Red Bow Review
Featuring a surreal world of monsters and nightmares, GrabTheGames and Stranga’s new title Red Bow transports players to a place where things aren’t what they seem. Does this top-down throwback captivate players, or is the end result an incoherent mess?
Red Bow Review
Things kick off when the little girl Roh wakes up from a dream. However, after leaving her empty place, she finds herself in a foggy world that she doesn’t recognize. As she explores her new surroundings, she soon comes across a hanging woman that still lives. She soon comes to learn that she is in a place that lies between life and death, and things only get weirder from there.
Broken up into a number of different areas, players will soon find themselves in markets, ships, and lighthouses, given cryptic messages about what they should and should not do. All Roh wants to do is find a way home, but there are a number of sinister creatures that have made these zones home, and not everybody has her best intentions in mind.

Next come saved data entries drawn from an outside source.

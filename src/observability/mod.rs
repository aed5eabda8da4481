//! Observability subsystem
//!
//! - Structured logging (JSON lines on stderr)
//! - Typed engine events
//! - Per-query execution metrics
//! - Scopes that log the outcome of a unit of work
//!
//! Observability is read-only: it never changes what a cursor returns and
//! logging failures are swallowed.
//!
//! # Usage
//!
//! ```ignore
//! use hkeyexec::observability::{log_event, Event, ObservationScope};
//!
//! log_event(Event::ConfigLoaded, &[("row_count_mode", "exact")]);
//!
//! let scope = ObservationScope::new("QUERY");
//! // ... drain a cursor ...
//! scope.complete(&[("rows", "42")]);
//! ```

mod events;
mod logger;
mod metrics;
mod scope;

pub use events::Event;
pub use logger::{Logger, Severity};
pub use metrics::{ExecutionMetrics, MetricsSnapshot};
pub use scope::ObservationScope;

/// Log an engine event at its own severity
pub fn log_event(event: Event, fields: &[(&str, &str)]) {
    Logger::log(event.severity(), event.as_str(), fields);
}
//! Binding environment
//!
//! Positional slots carrying values from an outer execution context into
//! an inner one, e.g. the hkey of the current outer row for a positional
//! group scan. The number of slots is fixed when the environment is built
//! from a plan; nothing grows at execution time.

use std::fmt;

use crate::operator::Operator;
use crate::row::{HKey, Value};

use super::errors::{ExecutionError, ExecutionResult};

/// A value stored in a binding slot
#[derive(Debug, Clone, PartialEq)]
pub enum BoundValue {
    HKey(HKey),
    Scalar(Value),
}

impl BoundValue {
    /// Kind name used in error messages
    pub fn kind(&self) -> &'static str {
        match self {
            BoundValue::HKey(_) => "hkey",
            BoundValue::Scalar(_) => "scalar",
        }
    }
}

impl From<HKey> for BoundValue {
    fn from(hkey: HKey) -> Self {
        BoundValue::HKey(hkey)
    }
}

impl From<Value> for BoundValue {
    fn from(value: Value) -> Self {
        BoundValue::Scalar(value)
    }
}

/// Fixed-size slot store
#[derive(Debug, Clone, Default, PartialEq)]
pub struct Bindings {
    slots: Vec<Option<BoundValue>>,
}

impl Bindings {
    /// Environment with `reserved` empty slots
    pub fn new(reserved: usize) -> Self {
        Self {
            slots: vec![None; reserved],
        }
    }

    /// Environment sized for everything `plan` reads or writes
    pub fn for_plan(plan: &dyn Operator) -> Self {
        Self::new(plan.binding_slots())
    }

    /// Number of reserved slots
    pub fn reserved(&self) -> usize {
        self.slots.len()
    }

    /// Write a slot; the slot must be within the reserved range
    pub fn set(&mut self, slot: usize, value: impl Into<BoundValue>) -> ExecutionResult<()> {
        let reserved = self.slots.len();
        let entry = self
            .slots
            .get_mut(slot)
            .ok_or_else(|| ExecutionError::binding_out_of_range(slot, reserved))?;
        *entry = Some(value.into());
        Ok(())
    }

    /// Read a slot that was written earlier
    pub fn get(&self, slot: usize) -> ExecutionResult<&BoundValue> {
        match self.slots.get(slot) {
            None => Err(ExecutionError::binding_out_of_range(slot, self.slots.len())),
            Some(None) => Err(ExecutionError::binding_unset(slot)),
            Some(Some(value)) => Ok(value),
        }
    }

    /// Read a slot that must hold an hkey
    pub fn get_hkey(&self, slot: usize) -> ExecutionResult<&HKey> {
        match self.get(slot)? {
            BoundValue::HKey(hkey) => Ok(hkey),
            other => Err(ExecutionError::binding_type(slot, "hkey", other.kind())),
        }
    }

    /// Read a slot that must hold a scalar
    pub fn get_scalar(&self, slot: usize) -> ExecutionResult<&Value> {
        match self.get(slot)? {
            BoundValue::Scalar(value) => Ok(value),
            other => Err(ExecutionError::binding_type(slot, "scalar", other.kind())),
        }
    }

    /// Whether a slot currently holds a value
    pub fn is_set(&self, slot: usize) -> bool {
        matches!(self.slots.get(slot), Some(Some(_)))
    }
}

impl fmt::Display for Bindings {
    fn fmt(&self, f: &mut fmt::Formatter<'_>) -> fmt::Result {
        write!(f, "Bindings(")?;
        for (i, slot) in self.slots.iter().enumerate() {
            if i > 0 {
                write!(f, ", ")?;
            }
            match slot {
                None => write!(f, "{}: -", i)?,
                Some(BoundValue::HKey(hkey)) => write!(f, "{}: {}", i, hkey)?,
                Some(BoundValue::Scalar(value)) => write!(f, "{}: {}", i, value)?,
            }
        }
        write!(f, ")")
    }
}
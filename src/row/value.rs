//! Scalar values carried by rows, hkey segments and bindings
//!
//! The engine does not evaluate expressions; values only need a total
//! order (for hkey comparison) and a JSON form (for fixtures and output).

use std::cmp::Ordering;
use std::fmt;

use serde::{Deserialize, Serialize};

/// A single column or key value.
///
/// Ordering across variants is fixed: `Null < Bool < Int < Text`.
#[derive(Debug, Clone, PartialEq, Eq, Hash, Serialize, Deserialize)]
#[serde(untagged)]
pub enum Value {
    /// SQL NULL
    Null,
    /// Boolean
    Bool(bool),
    /// 64-bit signed integer
    Int(i64),
    /// UTF-8 text
    Text(String),
}

impl Value {
    fn rank(&self) -> u8 {
        match self {
            Value::Null => 0,
            Value::Bool(_) => 1,
            Value::Int(_) => 2,
            Value::Text(_) => 3,
        }
    }

    /// Returns the integer payload, if any
    pub fn as_int(&self) -> Option<i64> {
        match self {
            Value::Int(i) => Some(*i),
            _ => None,
        }
    }

    /// Returns the text payload, if any
    pub fn as_text(&self) -> Option<&str> {
        match self {
            Value::Text(s) => Some(s),
            _ => None,
        }
    }

    /// Returns true for NULL
    pub fn is_null(&self) -> bool {
        matches!(self, Value::Null)
    }
}

impl Ord for Value {
    fn cmp(&self, other: &Self) -> Ordering {
        match (self, other) {
            (Value::Null, Value::Null) => Ordering::Equal,
            (Value::Bool(a), Value::Bool(b)) => a.cmp(b),
            (Value::Int(a), Value::Int(b)) => a.cmp(b),
            (Value::Text(a), Value::Text(b)) => a.cmp(b),
            _ => self.rank().cmp(&other.rank()),
        }
    }
}

impl PartialOrd for Value {
    fn partial_cmp(&self, other: &Self) -> Option<Ordering> {
        Some(self.cmp(other))
    }
}

impl fmt::Display for Value {
    fn fmt(&self, f: &mut fmt::Formatter<'_>) -> fmt::Result {
        match self {
            Value::Null => write!(f, "NULL"),
            Value::Bool(b) => write!(f, "{}", b),
            Value::Int(i) => write!(f, "{}", i),
            Value::Text(s) => write!(f, "'{}'", s),
        }
    }
}

impl From<i64> for Value {
    fn from(v: i64) -> Self {
        Value::Int(v)
    }
}

impl From<&str> for Value {
    fn from(v: &str) -> Self {
        Value::Text(v.to_string())
    }
}

impl From<bool> for Value {
    fn from(v: bool) -> Self {
        Value::Bool(v)
    }
}
//! Cursor execution core
//!
//! # Protocol
//!
//! 1. An operator tree hands out a fresh, idle cursor tree
//! 2. The caller builds `Bindings` sized for the plan
//! 3. `open(bindings)`, then `next()` until `Ok(None)`
//! 4. `close()` (no-op once idle), finally `destroy()`
//!
//! # Invariants
//!
//! - `next` before `open` is a lifecycle error, never end of stream
//! - Every `next` polls the query's cancellation token first
//! - A failure is `Err`, distinct from end of stream, and leaves nothing open

mod bindings;
mod config;
mod context;
mod cursor;
mod errors;
mod lifecycle;

pub use bindings::{BoundValue, Bindings};
pub use config::{ConfigError, ExecutionConfig, RowCountMode};
pub use context::{CancellationToken, QueryContext};
pub use cursor::{collect_rows, BoxedCursor, Cursor};
pub use errors::{ErrorClass, ExecutionError, ExecutionErrorCode, ExecutionResult, Severity};
pub use lifecycle::{CursorLifecycle, CursorState};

This horror-like premise is a novel one, but the execution leaves something to be desired. It’s perfectly fine to leave players guessing as they find themselves absorbed in a world of whimsy. However, the script constantly goes in different directions every few minutes, with players barely able to adjust to their surroundings before being brought to the next area. It’s jarring, and while some can argue that it was done intentionally to add to the feeling of uneasiness, it does not work as the developers intended it to when all is said and done.

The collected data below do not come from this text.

//! JSON output for the CLI
//!
//! - Rows: one JSON object per line on stdout
//! - Plans: a single `{"status": "ok", "data": ...}` object
//! - Errors: a single `{"status": "error", "code": ..., "message": ...}` object
//! - UTF-8 only; logs go to stderr

use std::io::{self, Write};

use serde_json::Value;

use super::errors::CliResult;

/// Write one JSON object per line
pub fn write_rows<W: Write>(writer: &mut W, rows: &[Value]) -> CliResult<()> {
    for row in rows {
        serde_json::to_writer(&mut *writer, row)?;
        writeln!(writer)?;
    }
    writer.flush()?;
    Ok(())
}

/// Write a success response to stdout
pub fn write_response(data: Value) -> CliResult<()> {
    let response = serde_json::json!({
        "status": "ok",
        "data": data
    });

    let mut stdout = io::stdout();
    serde_json::to_writer(&mut stdout, &response)?;
    writeln!(stdout)?;
    stdout.flush()?;

    Ok(())
}

/// Write an error response to stdout
pub fn write_error(code: &str, message: &str) -> CliResult<()> {
    let response = serde_json::json!({
        "status": "error",
        "code": code,
        "message": message
    });

    let mut stdout = io::stdout();
    serde_json::to_writer(&mut stdout, &response)?;
    writeln!(stdout)?;
    stdout.flush()?;

    Ok(())
}
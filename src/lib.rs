//! hkeyexec - cursor execution over hierarchical group tables
//!
//! Operators form immutable plan trees; cursors drive them through a
//! strict open / next / close / destroy lifecycle. Rows live in group
//! tables ordered by hkey, so a parent and its descendants are contiguous.

pub mod cli;
pub mod executor;
pub mod observability;
pub mod operator;
pub mod row;
pub mod storage;
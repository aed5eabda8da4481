//! The cursor protocol
//!
//! A cursor is the only execution-time interface to an operator:
//! `open`, `next` until end of stream, `close`, and finally `destroy`.
//! See [`CursorLifecycle`](super::CursorLifecycle) for the allowed order.

use crate::row::Row;

use super::bindings::Bindings;
use super::errors::ExecutionResult;
use super::lifecycle::CursorState;

/// A pull-based, stateful row producer.
///
/// `Ok(None)` from `next` is end of stream and leaves the cursor `IDLE`;
/// `Err` is a failure and is never confused with end of stream.
///
/// Cursors are `Send` so a whole tree can be moved to the thread that
/// drives it, but a cursor is never shared between threads.
pub trait Cursor: Send {
    /// Position the cursor using the current binding values. Never yields a row.
    fn open(&mut self, bindings: &Bindings) -> ExecutionResult<()>;

    /// Next row, or `None` at end of stream.
    fn next(&mut self) -> ExecutionResult<Option<Row>>;

    /// Release what `open` acquired. A no-op when already idle.
    fn close(&mut self) -> ExecutionResult<()>;

    /// Release everything; no call is valid afterwards.
    fn destroy(&mut self) -> ExecutionResult<()>;

    /// Current lifecycle state
    fn state(&self) -> CursorState;

    fn is_idle(&self) -> bool {
        self.state() == CursorState::Idle
    }

    fn is_active(&self) -> bool {
        self.state() == CursorState::Active
    }

    fn is_destroyed(&self) -> bool {
        self.state() == CursorState::Destroyed
    }
}

/// A boxed cursor for dynamic dispatch
pub type BoxedCursor = Box<dyn Cursor>;

/// Open `cursor`, drain it, and leave it idle.
///
/// On failure the cursor is closed before the error is returned.
pub fn collect_rows(cursor: &mut dyn Cursor, bindings: &Bindings) -> ExecutionResult<Vec<Row>> {
    cursor.open(bindings)?;
    let mut rows = Vec::new();
    loop {
        match cursor.next() {
            Ok(Some(row)) => rows.push(row),
            Ok(None) => break,
            Err(e) => {
                let _ = cursor.close();
                return Err(e);
            }
        }
    }
    cursor.close()?;
    Ok(rows)
}
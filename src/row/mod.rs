//! Row and hkey model
//!
//! Tables are stored in groups: a root table and all its descendants share
//! one physical group table, ordered by hkey. This module holds the types
//! the execution engine reasons about; encoding is left to storage.

mod hkey;
#[allow(clippy::module_inception)]
mod row;
mod row_type;
mod value;

pub use hkey::{HKey, HKeySegment};
pub use row::Row;
pub use row_type::{
    ColumnDef, ColumnType, GroupId, GroupTable, RowType, RowTypeKind, Schema, TableId, TableInfo,
};
pub use value::Value;
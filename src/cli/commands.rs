//! CLI command implementations
//!
//! Each command loads the execution config (if given) and the fixture,
//! builds an operator tree, and drives it through the cursor protocol.
//! The `*_rows` functions return JSON values and are what the tests call;
//! the command wrappers only print.

use std::io;
use std::path::Path;
use std::sync::Arc;

use serde_json::{json, Value as JsonValue};

use crate::executor::{collect_rows, Bindings, ExecutionConfig, QueryContext};
use crate::observability::{log_event, Event, ObservationScope};
use crate::operator::{Count, GroupScan, Limit, Operator};
use crate::row::{HKey, RowType, Value};
use crate::storage::StoreAdapter;

use super::args::{Cli, Command, ScanArgs};
use super::errors::{CliError, CliResult};
use super::fixture::{build_hkey, Fixture};
use super::io::{write_error, write_response, write_rows};

/// Parse arguments, run the command, and report any error on stdout
pub fn run() -> CliResult<()> {
    let cli = Cli::parse_args();
    let result = run_command(cli.command);
    if let Err(ref e) = result {
        let _ = write_error(e.code_str(), e.message());
    }
    result
}

pub fn run_command(cmd: Command) -> CliResult<()> {
    match cmd {
        Command::Scan(args) => scan(&args),
        Command::Count {
            fixture,
            config,
            table,
        } => count(&fixture, config.as_deref(), &table),
        Command::Explain(args) => explain(&args),
    }
}

/// Run a group scan and print its rows
pub fn scan(args: &ScanArgs) -> CliResult<()> {
    let rows = scan_rows(args)?;
    write_rows(&mut io::stdout(), &rows)
}

/// Print a table's row count as a single row
pub fn count(fixture_path: &Path, config_path: Option<&Path>, table: &str) -> CliResult<()> {
    let rows = count_rows(fixture_path, config_path, table)?;
    write_rows(&mut io::stdout(), &rows)
}

/// Print the plan `scan` would run
pub fn explain(args: &ScanArgs) -> CliResult<()> {
    write_response(explain_plan(args)?)
}

/// Rows `scan` prints, as JSON
pub fn scan_rows(args: &ScanArgs) -> CliResult<Vec<JsonValue>> {
    let config = load_config(args.config.as_deref())?;
    let fixture = Fixture::load(&args.fixture)?;
    let (plan, bindings) = plan_scan(&fixture, args, &config)?;
    let store = fixture.into_store(config.row_count_mode)?;
    let adapter: Arc<dyn StoreAdapter> = store.adapter;
    execute(&plan, &bindings, &adapter, config)
}

/// Rows `count` prints, as JSON
pub fn count_rows(fixture_path: &Path, config_path: Option<&Path>, table: &str) -> CliResult<Vec<JsonValue>> {
    let config = load_config(config_path)?;
    let mut fixture = Fixture::load(fixture_path)?;
    let table_type = table_by_name(&fixture, table)?;
    let plan = Count::new(&mut fixture.schema, table_type)?;
    let store = fixture.into_store(config.row_count_mode)?;
    let adapter: Arc<dyn StoreAdapter> = store.adapter;
    execute(&plan, &Bindings::new(0), &adapter, config)
}

/// Plan description `explain` prints
pub fn explain_plan(args: &ScanArgs) -> CliResult<JsonValue> {
    let config = load_config(args.config.as_deref())?;
    let fixture = Fixture::load(&args.fixture)?;
    let (plan, bindings) = plan_scan(&fixture, args, &config)?;
    Ok(json!({
        "plan": plan.describe(),
        "row_type": plan.row_type().to_string(),
        "binding_slots": plan.binding_slots(),
        "bindings": bindings.to_string(),
    }))
}

fn load_config(path: Option<&Path>) -> CliResult<ExecutionConfig> {
    let config = match path {
        Some(path) => ExecutionConfig::load(path)?,
        None => ExecutionConfig::default(),
    };
    log_event(
        Event::ConfigLoaded,
        &[
            ("log_operator_execution", if config.log_operator_execution { "true" } else { "false" }),
            ("row_count_mode", config.row_count_mode.as_str()),
        ],
    );
    Ok(config)
}

fn table_by_name(fixture: &Fixture, name: &str) -> CliResult<Arc<RowType>> {
    fixture
        .schema
        .table_by_name(name)
        .cloned()
        .ok_or_else(|| CliError::invalid_argument(format!("unknown table '{}'", name)))
}

/// Group scan for `args`, plus the bindings it must be opened with
fn plan_scan(fixture: &Fixture, args: &ScanArgs, config: &ExecutionConfig) -> CliResult<(GroupScan, Bindings)> {
    let table = match &args.table {
        Some(name) => table_by_name(fixture, name)?,
        None => fixture
            .schema
            .groups()
            .next()
            .and_then(|g| fixture.schema.table(g.root()))
            .cloned()
            .ok_or_else(|| CliError::invalid_argument("fixture defines no tables"))?,
    };
    let group = table
        .table_id()
        .and_then(|id| fixture.schema.group_of(id))
        .cloned()
        .ok_or_else(|| CliError::invalid_argument(format!("no group for table '{}'", table.name())))?;

    let (scan, bindings) = match &args.hkey {
        Some(text) => {
            let hkey = parse_hkey(fixture, &table, text)?;
            let scan = GroupScan::positional(group, 0, !args.shallow);
            let mut bindings = Bindings::for_plan(&scan);
            bindings.set(0, hkey)?;
            (scan, bindings)
        }
        None => (GroupScan::full(group), Bindings::new(0)),
    };

    let scan = match config.max_rows {
        Some(max) => scan.with_limit(Limit::rows(max)),
        None => scan,
    };
    Ok((scan, bindings))
}

fn parse_hkey(fixture: &Fixture, table: &RowType, text: &str) -> CliResult<HKey> {
    let levels: Vec<Vec<Value>> = serde_json::from_str(text)
        .map_err(|e| CliError::invalid_argument(format!("--hkey is not a list of key lists: {}", e)))?;
    Ok(build_hkey(&fixture.schema, table, &levels)?)
}

/// Drive `plan` to completion inside a QUERY observation scope
fn execute(
    plan: &dyn Operator,
    bindings: &Bindings,
    adapter: &Arc<dyn StoreAdapter>,
    config: ExecutionConfig,
) -> CliResult<Vec<JsonValue>> {
    let context = QueryContext::new(config);
    let query_id = context.query_id().to_string();
    let description = plan.describe();
    let scope = ObservationScope::with_fields("QUERY", &[("plan", &description), ("query_id", &query_id)]);

    let mut cursor = plan.cursor(adapter, &context)?;
    let result = collect_rows(cursor.as_mut(), bindings);
    let destroyed = cursor.destroy();

    match result {
        Ok(rows) => {
            destroyed?;
            scope.complete(&[
                ("metrics", &context.metrics().to_json()),
                ("rows", &rows.len().to_string()),
            ]);
            Ok(rows.iter().map(|r| r.to_json()).collect())
        }
        Err(e) if e.is_cancellation() => {
            scope.canceled();
            Err(e.into())
        }
        Err(e) => {
            scope.fail(e.severity().into(), e.code().code(), e.message());
            Err(e.into())
        }
    }
}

The same goes with the puzzles that Roh finds herself in. In order to progress, players must utilize their inventory and collect items along the way. However, Red Bow fights the player every step of the way when it comes to select puzzles. Checking areas multiple times, odd combinations, and instant fail states quickly lead to frustration. It often feels like the developers want the player to experience the game their way, and that way isn’t always clear cut. When one does get a fail state, those that did not save along the way will be back at the title screen.

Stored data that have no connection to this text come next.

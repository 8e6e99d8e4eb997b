use assert_cmd::Command;
use predicates::prelude::*;
use std::path::Path;
use tempfile::TempDir;

fn apk_evasion(home: &Path) -> Command {
    #[allow(deprecated)]
    let mut cmd = Command::cargo_bin("apk-evasion").unwrap();
    cmd.arg("--home").arg(home).env_remove("RUST_LOG");
    cmd
}

#[test]
fn test_help_lists_commands() {
    let home = TempDir::new().unwrap();
    apk_evasion(home.path())
        .arg("--help")
        .assert()
        .success()
        .stdout(predicate::str::contains("attack"))
        .stdout(predicate::str::contains("classify"));
}

#[test]
fn test_config_merges_file_and_flags() {
    let home = TempDir::new().unwrap();
    std::fs::write(
        home.path().join("config.json"),
        r#"{"attack": {"query_budget": 42, "strategy": "mutation"}}"#,
    )
    .unwrap();

    let output = apk_evasion(home.path())
        .env_remove("APK_EVASION_QUERY_BUDGET")
        .env_remove("APK_EVASION_STRATEGY")
        .args(["config", "--classifier", "python3 score.py"])
        .output()
        .unwrap();
    assert!(output.status.success());

    let json: serde_json::Value = serde_json::from_slice(&output.stdout).unwrap();
    assert_eq!(json["attack"]["query_budget"], 42);
    assert_eq!(json["attack"]["strategy"], "mutation");
    assert_eq!(json["attack"]["n_features"], 5);
    assert_eq!(json["commands"]["classifier"]["program"], "python3");
}

#[test]
fn test_attack_requires_commands() {
    let home = TempDir::new().unwrap();
    let apk = home.path().join("mw.apk");
    std::fs::write(&apk, b"apk").unwrap();

    apk_evasion(home.path())
        .arg("attack")
        .arg(&apk)
        .assert()
        .failure()
        .stderr(predicate::str::contains("command configured"));
}

#[test]
fn test_attack_rejects_missing_artifact() {
    let home = TempDir::new().unwrap();
    apk_evasion(home.path())
        .args(["attack", "does-not-exist.apk", "--classifier", "true", "--extractor", "true"])
        .args(["--decode", "true", "--build", "true"])
        .assert()
        .failure()
        .stderr(predicate::str::contains("artifact not found"));
}

#[cfg(unix)]
#[test]
fn test_attack_end_to_end_with_fake_tools() {
    let root = TempDir::new().unwrap();
    let home = root.path().join("home");
    let malware = root.path().join("malware");
    let goodware = root.path().join("goodware");
    std::fs::create_dir_all(&malware).unwrap();
    std::fs::create_dir_all(&goodware).unwrap();
    std::fs::write(malware.join("sample.apk"), b"apk").unwrap();
    std::fs::write(goodware.join("good.apk"), b"apk").unwrap();

    // Rebuilt artifacts contain the transformer plans; injecting the goodware
    // URL flips the fake classifier.
    let config = serde_json::json!({
        "attack": {
            "query_budget": 10,
            "output_dir": root.path().join("out"),
        },
        "commands": {
            "classifier": {"program": "sh", "args": ["-c",
                "if grep -q cdn.good \"$1\"; then echo '{\"label\": 0, \"score\": 0.1}'; else echo '{\"label\": 1, \"score\": 0.9}'; fi",
                "_", "{input}"]},
            "extractor": {"program": "sh", "args": ["-c",
                "case \"$1\" in *good*) echo '{\"urls\": [\"cdn.good.example\"]}';; *) echo '{\"activities\": [\"com.mal.Main\"]}';; esac",
                "_", "{input}"]},
            "decode": {"program": "sh", "args": ["-c", "mkdir -p \"$2/smali\"", "_", "{input}", "{output}"]},
            "build": {"program": "sh", "args": ["-c",
                "cat \"$1\"/.manipulations/*.json > \"$2\" 2>/dev/null; touch \"$2\"",
                "_", "{input}", "{output}"]},
        }
    });
    let config_path = root.path().join("config.json");
    std::fs::write(&config_path, serde_json::to_string_pretty(&config).unwrap()).unwrap();
    let results = root.path().join("results.json");

    apk_evasion(&home)
        .arg("attack")
        .arg(&malware)
        .arg("--goodware")
        .arg(&goodware)
        .arg("--config")
        .arg(&config_path)
        .arg("--output")
        .arg(&results)
        .assert()
        .success()
        .stdout(predicate::str::contains("1 evaded"));

    let records: serde_json::Value = serde_json::from_str(&std::fs::read_to_string(&results).unwrap()).unwrap();
    let record = &records[0];
    assert_eq!(record["outcome"], "evaded");
    assert_eq!(record["pre_label"], "malicious");
    assert_eq!(record["final_label"], "benign");
    let final_path = record["final_path"].as_str().unwrap();
    assert!(final_path.contains("sample_"));
    assert!(Path::new(final_path).exists());

    assert!(home.join("logs/results.jsonl").exists());
    assert!(home.join("cache/error_free/sample/sample.inject.json").exists());
    assert!(home.join("cache/features/good.json").exists());
}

It’s not like this is the longest title around though – our playthrough of Red Bow clocked in at a little less than an hour. The game is generous with the amount of achievements that it gives out, but those hoping for a meaty adventure will be sorely disappointed.
It should be worth noting that the spritework of Red Bow is solid. Modeled after the 16-bit JRPGs made famous on the Super Nintendo, its top-down view features a fair amount of detail. Characters contort while its different worlds bristle with life.
Red Bow proves to be more of an incoherent dream than a lucid one. The cryptic puzzles and lack of focus manage to sully the overall presentation, making it a tough playthrough for even the most diehard of horror fans.